◆ TO DO
I need every line of the material below that includes the string "PathBuf".
-- RECORDS SUPPLIED follows --
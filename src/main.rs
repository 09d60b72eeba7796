//! Command-line front end for the Synergy tracker.

use clap::{Parser, Subcommand};
use log::error;
use std::io::{self, Write};
use std::path::PathBuf;
use std::process::ExitCode;
use std::sync::Arc;
use std::thread;
use synergy_lib::config::Config;
use synergy_lib::error::AppError;
use synergy_lib::models::{GaugeReading, Goal, Level, Location};
use synergy_lib::platform::{Host, Notifier, Permission};
use synergy_lib::validation::{validate_plan_days, validate_session_minutes};
use synergy_lib::{planner, InitError, Synergy};
use thiserror::Error;
use tracing_subscriber::EnvFilter;

#[derive(Debug, Parser)]
#[command(name = "synergy", version, about = "Workout streaks, progress and reminders")]
struct Cli {
    /// Database file (defaults to the platform data directory)
    #[arg(long, global = true, env = "SYNERGY_DB")]
    db: Option<PathBuf>,

    #[command(subcommand)]
    command: Command,
}

#[derive(Debug, Subcommand)]
enum Command {
    /// Create an account and log in
    Signup {
        #[arg(long)]
        name: String,
        #[arg(long)]
        email: String,
        #[arg(long, env = "SYNERGY_PASSWORD", hide_env_values = true)]
        password: String,
        #[arg(long, default_value = "")]
        phone: String,
        /// Stay logged in across runs
        #[arg(long)]
        remember: bool,
    },
    Login {
        #[arg(long)]
        email: String,
        #[arg(long, env = "SYNERGY_PASSWORD", hide_env_values = true)]
        password: String,
        #[arg(long)]
        remember: bool,
    },
    Logout,
    /// Show the remembered session, if any
    Whoami,
    /// Show the streak, or record today's workout
    Streak {
        #[command(subcommand)]
        action: Option<StreakAction>,
    },
    /// Show or set today's completion percentage
    Daily { value: Option<String> },
    /// Show the weekly insights
    Weekly {
        /// Draw new values for every day
        #[arg(long)]
        randomize: bool,
    },
    /// Gauge angle for a percentage
    Gauge {
        #[arg(allow_negative_numbers = true)]
        value: i64,
    },
    /// Save a daily reminder (HH:MM) and wait for it; without a time, wait for the saved one
    Remind {
        time: Option<String>,
        /// Save and exit without waiting
        #[arg(long)]
        detach: bool,
    },
    /// Generate a push/pull/legs plan
    Plan {
        #[arg(long, default_value = "gym")]
        location: String,
        #[arg(long, default_value = "hypertrophy")]
        goal: String,
        #[arg(long, default_value = "beginner")]
        level: String,
        #[arg(long, default_value_t = 3)]
        days: u32,
        #[arg(long, default_value_t = 45)]
        minutes: u32,
        #[arg(long)]
        json: bool,
    },
    /// Suggest routines
    Routines,
}

#[derive(Debug, Subcommand)]
enum StreakAction {
    /// Mark today complete
    Complete,
}

#[derive(Debug, Error)]
enum CliError {
    #[error(transparent)]
    Init(#[from] InitError),
    #[error(transparent)]
    App(#[from] AppError),
    #[error("Could not write output: {0}")]
    Io(#[from] io::Error),
}

/// Shows notifications on the terminal. A terminal can always display them.
struct TerminalNotifier;

impl Notifier for TerminalNotifier {
    fn permission(&self) -> Permission {
        Permission::Granted
    }

    fn request_permission(&self) -> Permission {
        Permission::Granted
    }

    fn notify(&self, title: &str, body: &str) {
        let mut out = io::stdout().lock();
        if let Err(e) = writeln!(out, "\x07{title}\n  {body}") {
            error!("Failed to show notification: {e}");
        }
    }
}

fn init_logging() {
    let filter = EnvFilter::try_from_default_env().unwrap_or_else(|_| EnvFilter::new("info"));
    // Logs go to stderr so command output stays clean
    if let Err(e) = tracing_subscriber::fmt()
        .with_env_filter(filter)
        .with_writer(io::stderr)
        .try_init()
    {
        error!("Logging already initialized: {e}");
    }
}

fn main() -> ExitCode {
    init_logging();
    let cli = Cli::parse();

    match run(cli, &mut io::stdout()) {
        Ok(()) => ExitCode::SUCCESS,
        Err(CliError::App(e)) if e.is_user_facing() => {
            error!("{e}");
            ExitCode::from(2)
        }
        Err(e) => {
            error!("{e}");
            ExitCode::FAILURE
        }
    }
}

fn run(cli: Cli, out: &mut impl Write) -> Result<(), CliError> {
    let config = Config { db_path: cli.db };
    let host = Host::system().with_notifier(Arc::new(TerminalNotifier));

    // Commands that never touch storage
    let command = match cli.command {
        Command::Gauge { value } => {
            let reading = GaugeReading::for_percent(value);
            writeln!(out, "{} ({:.1} deg)", reading.label, reading.degrees)?;
            return Ok(());
        }
        Command::Plan {
            location,
            goal,
            level,
            days,
            minutes,
            json,
        } => {
            let location: Location = location.parse()?;
            let goal: Goal = goal.parse()?;
            let level: Level = level.parse()?;
            let days = validate_plan_days(days)?;
            let minutes = validate_session_minutes(minutes)?;
            let plan = planner::generate_plan(location, goal, level, days, minutes);

            if json {
                writeln!(out, "{}", serde_json::to_string_pretty(&plan).map_err(AppError::from)?)?;
                return Ok(());
            }
            for day in &plan {
                writeln!(out, "Day {} - {}", day.day, day.day_type)?;
                for exercise in &day.exercises {
                    writeln!(out, "  {}: {} sets x {}", exercise.name, exercise.sets, exercise.reps)?;
                }
            }
            return Ok(());
        }
        Command::Routines => {
            for card in planner::recommend_routines(&mut rand::thread_rng()) {
                writeln!(out, "{}: {}", card.goal.title(), card.exercises.join(", "))?;
            }
            return Ok(());
        }
        command @ (Command::Signup { .. }
        | Command::Login { .. }
        | Command::Logout
        | Command::Whoami
        | Command::Streak { .. }
        | Command::Daily { .. }
        | Command::Weekly { .. }
        | Command::Remind { .. }) => command,
    };

    let app = Synergy::open(&config, host)?;
    run_stateful(&app, command, out)
}

fn run_stateful(app: &Synergy, command: Command, out: &mut impl Write) -> Result<(), CliError> {
    match command {
        Command::Signup {
            name,
            email,
            password,
            phone,
            remember,
        } => {
            let session = app.accounts.register(&name, &email, &password, &phone)?;
            app.accounts.set_remember_me(remember)?;
            writeln!(out, "Welcome, {}!", session.first_name())?;
        }
        Command::Login {
            email,
            password,
            remember,
        } => {
            let session = app.accounts.login(&email, &password)?;
            app.accounts.set_remember_me(remember)?;
            writeln!(out, "Welcome back, {}!", session.first_name())?;
        }
        Command::Logout => {
            app.accounts.logout()?;
            writeln!(out, "Logged out")?;
        }
        Command::Whoami => match app.accounts.restore_session()? {
            Some(session) => writeln!(out, "{} <{}>", session.name, session.email)?,
            None => writeln!(out, "Not logged in")?,
        },
        Command::Streak { action } => {
            let streak = match action {
                Some(StreakAction::Complete) => {
                    let (streak, outcome) = app.progress.mark_day_complete()?;
                    if !outcome.changed() {
                        writeln!(out, "Today is already complete")?;
                    }
                    streak
                }
                None => app.progress.streak()?,
            };
            writeln!(out, "{}", streak.label())?;
        }
        Command::Daily { value } => {
            let daily = match value {
                Some(value) => Some(app.progress.set_daily(&value)?),
                None => app.progress.daily()?,
            };
            match daily {
                Some(percent) => writeln!(out, "Today: {percent}")?,
                None => writeln!(out, "Today: not set")?,
            }
        }
        Command::Weekly { randomize } => {
            let summary = if randomize {
                Some(app.progress.randomize_weekly(&mut rand::thread_rng())?)
            } else {
                app.progress.load_weekly()?
            };
            let Some(summary) = summary else {
                writeln!(out, "No weekly insights yet")?;
                return Ok(());
            };
            if let Some(insights) = &summary.insights {
                for (day, percent) in insights.iter() {
                    writeln!(out, "{:<4}{percent}", day.as_str())?;
                }
            }
            writeln!(out, "Average: {}", summary.average)?;
        }
        Command::Remind { time, detach } => remind(app, time.as_deref(), detach, out)?,
        Command::Gauge { .. } | Command::Plan { .. } | Command::Routines => {}
    }
    Ok(())
}

fn remind(
    app: &Synergy,
    time: Option<&str>,
    detach: bool,
    out: &mut impl Write,
) -> Result<(), CliError> {
    let next = match time {
        Some(time) => {
            let outcome = app.reminders.set_reminder(time)?;
            if !outcome.permission.is_granted() {
                writeln!(out, "Saved {time}; notifications are {}", outcome.permission.as_str())?;
                return Ok(());
            }
            outcome.next_fire
        }
        None => app.reminders.restore()?,
    };
    let Some(next) = next else {
        writeln!(out, "No reminder saved")?;
        return Ok(());
    };
    writeln!(out, "Next reminder at {}", next.format("%Y-%m-%d %H:%M"))?;
    out.flush()?;
    if !detach {
        // The timer thread owns delivery; stay alive until interrupted
        loop {
            thread::park();
        }
    }
    Ok(())
}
-- RECORDS SUPPLIED concluded --
◆ WRITTEN REPLY
use std::path::PathBuf;
    db: Option<PathBuf>,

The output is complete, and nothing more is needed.